Published September 1989
Synthetic lubricants are prepared from man-made base stocks having uniform molecular structures and, therefore, well defined properties that can be tailored to specific applications. Mineral oil base stocks, on the other hand, are derived from crude oil and consist of complex mixtures of naturally occurring hydrocarbons. The higher degree of uniformity found in synthetic lubricants generally results in superior performance properties. In some very demanding applications, such as aircraft turbines, synthetic lubricants are used exclusively. For less demanding applications, such as automotive engine oils, synthetic lubricants must compete on a cost/performance basis against less expensive mineral oil-based lubricants.
This report is an update of PEP Report 125, Synthetic Lubricants (May 1979). As in that first report on the subject, this report evaluates the commercial processes for producing the following synthetic lubricant base stocks:
- Polyalphaolefins (1 -decene Oligomers)
- Neopolyol esters (technical pentaerythritol esters)
- Dibasic acid esters (diisodecyl adipate).

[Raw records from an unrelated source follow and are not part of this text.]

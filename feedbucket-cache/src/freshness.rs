//! Per-bucket freshness state.
//!
//! A bucket is fresh only while all of these hold: it exists, nobody marked
//! it stale, its last load is younger than the TTL, and it was loaded under
//! the current exclusion-set revision. Staleness never discards data; reads
//! keep returning the last good merge until the caller refetches.

use std::time::Duration;

use chrono::{DateTime, Utc};
use feedbucket_core::elapsed_between;
use serde::Serialize;

/// Why a bucket needs a refetch.
#[derive(Debug, Clone, Copy, PartialEq, Eq, Hash, Serialize)]
#[serde(rename_all = "snake_case")]
pub enum StaleReason {
    /// No bucket exists for the key.
    Missing,
    /// Explicitly marked via `mark_stale`, `mark_all_stale` or a long
    /// background period.
    Marked,
    /// The exclusion set changed since the bucket was loaded.
    ExclusionChanged,
    /// The TTL elapsed since the last load.
    Expired,
}

/// Freshness verdict for one bucket.
#[derive(Debug, Clone, Copy, PartialEq, Eq, Serialize)]
#[serde(tag = "state", content = "reason", rename_all = "snake_case")]
pub enum Freshness {
    Fresh,
    Stale(StaleReason),
}

impl Freshness {
    pub fn is_fresh(&self) -> bool {
        matches!(self, Self::Fresh)
    }

    pub fn is_stale(&self) -> bool {
        !self.is_fresh()
    }

    pub fn reason(&self) -> Option<StaleReason> {
        match self {
            Self::Fresh => None,
            Self::Stale(reason) => Some(*reason),
        }
    }
}

/// The freshness-relevant state of an existing bucket.
#[derive(Debug, Clone, Copy)]
pub(crate) struct FreshnessInputs {
    pub stale: bool,
    pub last_loaded_at: DateTime<Utc>,
    pub blocked_version: u64,
}

/// Evaluate a bucket against the TTL and the current exclusion revision.
///
/// Reasons are checked in a fixed order: missing, marked, exclusion change,
/// expiry. A bucket exactly `ttl` old counts as expired.
pub(crate) fn evaluate(
    bucket: Option<FreshnessInputs>,
    now: DateTime<Utc>,
    ttl: Duration,
    current_blocked_version: u64,
) -> Freshness {
    let Some(bucket) = bucket else {
        return Freshness::Stale(StaleReason::Missing);
    };

    if bucket.stale {
        return Freshness::Stale(StaleReason::Marked);
    }
    if bucket.blocked_version != current_blocked_version {
        return Freshness::Stale(StaleReason::ExclusionChanged);
    }
    if elapsed_between(bucket.last_loaded_at, now) >= ttl {
        return Freshness::Stale(StaleReason::Expired);
    }
    Freshness::Fresh
}

#[cfg(test)]
mod tests {
    use super::*;

    const TTL: Duration = Duration::from_secs(60);

    fn inputs(loaded: DateTime<Utc>) -> FreshnessInputs {
        FreshnessInputs {
            stale: false,
            last_loaded_at: loaded,
            blocked_version: 0,
        }
    }

    #[test]
    fn test_missing_is_stale() {
        let verdict = evaluate(None, Utc::now(), TTL, 0);
        assert_eq!(verdict, Freshness::Stale(StaleReason::Missing));
        assert!(verdict.is_stale());
    }

    #[test]
    fn test_fresh_within_ttl() {
        let now = Utc::now();
        let verdict = evaluate(Some(inputs(now - chrono::Duration::seconds(59))), now, TTL, 0);
        assert!(verdict.is_fresh());
        assert_eq!(verdict.reason(), None);
    }

    #[test]
    fn test_expired_at_ttl_boundary() {
        let now = Utc::now();
        let verdict = evaluate(Some(inputs(now - chrono::Duration::seconds(60))), now, TTL, 0);
        assert_eq!(verdict.reason(), Some(StaleReason::Expired));
    }

    #[test]
    fn test_marked_takes_precedence() {
        let now = Utc::now();
        let mut bucket = inputs(now - chrono::Duration::hours(1));
        bucket.stale = true;
        bucket.blocked_version = 3;
        assert_eq!(
            evaluate(Some(bucket), now, TTL, 4),
            Freshness::Stale(StaleReason::Marked)
        );
    }

    #[test]
    fn test_exclusion_version_mismatch() {
        let now = Utc::now();
        assert_eq!(
            evaluate(Some(inputs(now)), now, TTL, 1).reason(),
            Some(StaleReason::ExclusionChanged)
        );
    }

    #[test]
    fn test_clock_skew_backwards_is_fresh() {
        let now = Utc::now();
        let verdict = evaluate(Some(inputs(now + chrono::Duration::seconds(30))), now, TTL, 0);
        assert!(verdict.is_fresh());
    }

    #[test]
    fn test_freshness_serializes_with_reason() {
        let json = serde_json::to_value(Freshness::Stale(StaleReason::Expired)).unwrap();
        assert_eq!(json, serde_json::json!({ "state": "stale", "reason": "expired" }));
    }
}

The particular base stocks used in our analyses are shown in parenthesis. In addition to updating the capital and production cost estimates for these processes, this report summarizes relevant patents issued since the publication of PEP Report 125. Information on the industry status of these and other synthetic lubricant base stocks is presented in Section 3. Appendices detail the design and cost bases, summarize product and raw material specifications, and present selected information from material safety data sheets.